Playdate: The Game Boy and Famicom Successor
Consoles as a novelty. A toy. These ideas have been a Nintendo staple for years, and even that may change with the success of the Switch and discussion of a more powerful successor. There was a time, not long ago, where strange experimentation was common and taken for granted.
And that’s where the Playdate steps in. It’s not powerful but it is retro-styled, cute, and speaks to creativity and playfulness. It speaks to the playfulness of retro consoles and their branding such as the charming mascots of the Famicom. The construction of the Playdate, the marketing, and even the OS embody a spirit predominantly lost to gaming.
It echoes gaming as it was, but also how retro gaming is. Tinkerers, preservationists, the community we’re surrounded by. The Playdate is an open dev environment. It has a robust SDK with documentation, and Pulp for those not familiar with coding. It’s a culmination of these ideas, and periods of time, in a cute yellow box.
“There was a time, not long ago, where strange experimentation was common and taken for granted.”

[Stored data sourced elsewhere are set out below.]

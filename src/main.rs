use anyhow::{Context, Result};
use clap::Parser;
use rand::rngs::StdRng;
use rand::SeedableRng;
use std::io::{self, Write};
use std::time::Instant;
use tracing::{error, info, warn};

use inboxlens::report::{write_json, write_text};
use inboxlens::utils::{parse_day, setup_logging, validate_args};
use inboxlens::{
    build_report, init_default_keywords, keywords, loader, models, normalize, Args, BodyCleaner,
    EmailTable, FilterSpec, ReportOptions, StopwordSet,
};

fn load_table(args: &Args) -> Result<EmailTable> {
    let cleaner = if args.no_cleanup {
        BodyCleaner::disabled()
    } else {
        let cleanup_keywords = keywords::load_cleanup_keywords(args.keywords.as_deref())?;
        BodyCleaner::new(cleanup_keywords.as_slice())?
    };

    let raw = loader::load_file(&args.input_path())?;
    Ok(normalize::normalize(&raw, &cleaner)?)
}

fn build_filter(args: &Args, table: &EmailTable) -> Result<FilterSpec> {
    let mut spec = FilterSpec::full_range(table);
    if let Some(start) = args.start.as_deref() {
        spec.start_date = Some(parse_day(start)?);
    }
    if let Some(end) = args.end.as_deref() {
        spec.end_date = Some(parse_day(end)?);
    }

    if !args.senders.is_empty() {
        let known = table.senders();
        for sender in &args.senders {
            if known.binary_search(sender).is_err() {
                warn!(action = "filter", component = "senders", sender = %sender, "Sender not found in data");
            }
        }
        spec = spec.with_senders(args.senders.iter().cloned());
    }

    if let Some(keyword) = args.keyword.as_deref() {
        spec = spec.with_keyword(keyword);
    }
    Ok(spec)
}

fn run(args: &Args) -> Result<()> {
    let total_start_time = Instant::now();
    info!(action = "start", component = "dashboard", "Starting email analysis");

    let models = models::init()?;
    let table = load_table(args)?;

    let stdout = io::stdout();
    let mut out = stdout.lock();

    if args.list_senders {
        for sender in table.senders() {
            writeln!(out, "{}", sender)?;
        }
        return Ok(());
    }

    let spec = build_filter(args, &table)?;
    let stopwords = match args.stopwords.as_deref() {
        Some(custom) => StopwordSet::default().with_custom_csv(custom),
        None => StopwordSet::default(),
    };
    let options = ReportOptions {
        title: args.title.clone(),
        top: args.top,
        ner_sample: args.ner_sample,
    };
    let mut rng = match args.seed {
        Some(seed) => StdRng::seed_from_u64(seed),
        None => StdRng::from_os_rng(),
    };

    let report = build_report(&table, &spec, &stopwords, models, &options, &mut rng);

    if args.json {
        write_json(&report, &mut out)?;
    } else {
        write_text(&report, &mut out).context("Failed to write report")?;
    }

    info!(
        action = "complete",
        component = "dashboard",
        duration_ms = total_start_time.elapsed().as_millis(),
        "Analysis completed successfully"
    );
    Ok(())
}

fn main() -> Result<()> {
    let args = Args::parse();
    setup_logging(args.verbose);

    validate_args(&args)?;

    if args.init {
        return init_default_keywords();
    }

    if let Err(e) = run(&args) {
        error!(action = "failed", component = "dashboard", error = %e, "Analysis failed");
        eprintln!("{}", e);
        if let Some(hint) = e.downcast_ref::<inboxlens::Error>().and_then(|e| e.hint()) {
            eprintln!("{}", hint);
        }
        std::process::exit(1);
    }
    Ok(())
}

The console is weird. The black and white screen isn’t centred, and it has a distinctly industrial design. With the crank it’s downright unordinary.
But so are retro consoles.
While the bright colours of the Famicom are mirrored in the Playdate, so is Diskun. Diskun was the mascot for the Famicom Disk System, a charming yellow floppy disk that embodied what the system was. A toy to play games.
Disk Writer catalogue, listing all games available through this service, for only 500 yen per game. This booklet came free with Family Computer Magazine.
— Beforemario (@beforemario) September 30, 2021
Check out Diskun in cosplay mode. pic.twitter.com/uYX2hXI6Es
The Playdate is more than an homage to 80s and 90s gaming, but a successor. The Playdate mascot could be the grandchild of Diskun, embodying the hardware in such similar ways. The joy of the intro sequence when you turn on your Playdate for the first time, it’s fantastic. It steps you through the few inputs the console has, but also establishes that button presses are interacting with something, something with eyes and personality. Due to the Playdate’s pocketable form factor the mascot becomes a constant companion, two presses of the lock button and they open their eyes on the screen one by one. Hit any other button and they’re dozing.
In a word. Adorable.
If you’re anything like me, it creates an attachment to the hardware that makes it more than the sum of its parts. With the time and effort modders put into their machines the same kind of sentimentality exists. My Game Boy DMG, my first experience with soldering, is not just like any other Game Boy. It would be the same with your childhood console, the one you modded and still use or refuse to change. It’s by making itself a regular companion on commutes, in the quiet moments, and tinkering on projects that puts the Playdate in this same position.
It brings retro console aesthetics and the ethos of the modding community together. It makes this niche console the successor to a distant era of gaming, at least in my eyes.